I wait a while. For the rain to stop pouring; for my heart to stop beating so fast. Evie checks on me to make sure I'm all packed.

The rain slows eventually, changing to what Evie calls spitting, and what I call nothing. The small drops falling every so often don't make a difference to me. So I grab my bike and make my way to Jacinta's.

He answers the door. It starts raining again. We just stare at each other for a while, an awkward silence enveloping us. I can't believe I'm here - I want to run, to rip up the letter, but I know I can't. For all I know, I may never see him again, and I could never live with him believing Grace.

I bite my lip and glance at my feet before looking back to him. His blank stare makes me shiver. I hand him the envelope, hating my hand for shaking, hating my throat for the lump that's slowly rising, hating my belly for doing somersaults over and over.

'Please…' My voice quivers and I clear it self-consciously, 'just read it.'

I don't look for his reaction, but instead turn my back and leave him standing there, riding as fast as I can, through the never-ending rain.

And then I leave with Evie, the atmosphere dismal because although I'm leaving a place I no longer want to be in, I'm going back to a place I don't want to be either.

Nate

The temptation was hard for the first couple of hours. I'd pick up the letter, and then put it down again. I couldn't read it while Chris and Jacinta were there; for some reason it was just wrong.

I'm surprised I lasted this long. A whole twenty-four hours. Now I'm on the bus, still fumbling with the edges, already worn and dirty.

I weigh up the pros and cons of opening the letter for another whole hour, the guy beside me giving me odd looks. I sigh one last time and look down at it. The guy slowly removes his heavy earphones.

'Look mate, just open it. How bad could it be?'

I nod but don't say anything as I rip open the envelope and unfold the pages. At first I'm stunned by her handwriting as the first sentence curls on the paper. It's like when you pick up a heavy, thick book, and half expect the writing to be big to accompany the size of the book… but then you see the tiny writing and you get a shock. I ignore my surprise and read.

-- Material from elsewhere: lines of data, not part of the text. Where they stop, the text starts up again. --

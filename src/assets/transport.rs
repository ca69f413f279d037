//! Byte transport for asset downloads
//!
//! The store only needs "GET a URL, give me a stream of chunks". Keeping
//! that behind a trait lets tests count requests and inject failures.

use std::pin::Pin;
use std::time::Duration;

use async_trait::async_trait;
use futures_util::{Stream, StreamExt};

use crate::common::{Error, Result};

/// Stream of body chunks
pub type ByteStream =
    Pin<Box<dyn Stream<Item = std::result::Result<Vec<u8>, TransportError>> + Send>>;

/// A failed GET, tagged with whether trying again may help
#[derive(Debug, Clone, thiserror::Error)]
#[error("{message}")]
pub struct TransportError {
    pub message: String,
    pub transient: bool,
}

impl TransportError {
    pub fn transient(message: impl Into<String>) -> Self {
        Self {
            message: message.into(),
            transient: true,
        }
    }

    pub fn permanent(message: impl Into<String>) -> Self {
        Self {
            message: message.into(),
            transient: false,
        }
    }
}

/// Response body with its advertised length
pub struct Download {
    pub content_length: Option<u64>,
    pub body: ByteStream,
}

#[async_trait]
pub trait Transport: Send + Sync {
    /// Start a GET request for `url`
    async fn get(&self, url: &str) -> std::result::Result<Download, TransportError>;
}

/// HTTP(S) transport backed by reqwest
pub struct HttpTransport {
    client: reqwest::Client,
}

impl HttpTransport {
    pub fn new(connect_timeout: Duration) -> Result<Self> {
        let client = reqwest::Client::builder()
            .user_agent(concat!("functest/", env!("CARGO_PKG_VERSION")))
            .connect_timeout(connect_timeout)
            .build()
            .map_err(|e| Error::Internal(format!("Failed to build HTTP client: {}", e)))?;
        Ok(Self { client })
    }
}

fn classify(err: &reqwest::Error) -> TransportError {
    let transient = err.is_timeout() || err.is_connect() || err.is_request() || err.is_body();
    TransportError {
        message: err.to_string(),
        transient,
    }
}

/// Server errors and throttling are worth another attempt, the rest are not
fn status_is_transient(status: reqwest::StatusCode) -> bool {
    status.is_server_error()
        || status == reqwest::StatusCode::REQUEST_TIMEOUT
        || status == reqwest::StatusCode::TOO_MANY_REQUESTS
}

#[async_trait]
impl Transport for HttpTransport {
    async fn get(&self, url: &str) -> std::result::Result<Download, TransportError> {
        let response = self
            .client
            .get(url)
            .send()
            .await
            .map_err(|e| classify(&e))?;

        let status = response.status();
        if !status.is_success() {
            return Err(TransportError {
                message: format!("HTTP status {}", status),
                transient: status_is_transient(status),
            });
        }

        let content_length = response.content_length();
        let body = response
            .bytes_stream()
            .map(|chunk| chunk.map(|b| b.to_vec()).map_err(|e| classify(&e)));

        Ok(Download {
            content_length,
            body: Box::pin(body),
        })
    }
}
//! functest - a functional-test harness for emulated guests
//!
//! Fetches and verifies kernel and disk assets into a content-addressed
//! cache, boots them under an emulator and drives the guest serial console
//! through ordered, fail-fast scenarios.

pub mod archive;
pub mod assets;
pub mod cli;
pub mod commands;
pub mod common;
pub mod console;
pub mod scenario;
pub mod testing;
pub mod vm;

// Re-export commonly used types for tests
pub use common::{Error, Result};
pub use scenario::{Scenario, ScenarioContext, ScenarioOutcome, ScenarioStep};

My mum died last year of breast cancer. I suppose Grace told you that. I guess she also told you that I wasn't there when she died. It's the thing that everyone says when they mention it – me not being there and all, despite being her daughter. Yet Grace was there. I was in London. That's where my school is. Grace had gone up for the weekend. My mother and her were close. After Grace's father left, she spent a lot of time at our place. We always came up on alternate weekends though...

Something about seeing Grace's face as I rushed into the hospital, ten minutes too late, has haunted me since then. Words can't describe how I felt when she told me that mum had died. We had fallen out years beforehand – we simply grew apart, different interests and everything – and I guess we were still very bitter about it.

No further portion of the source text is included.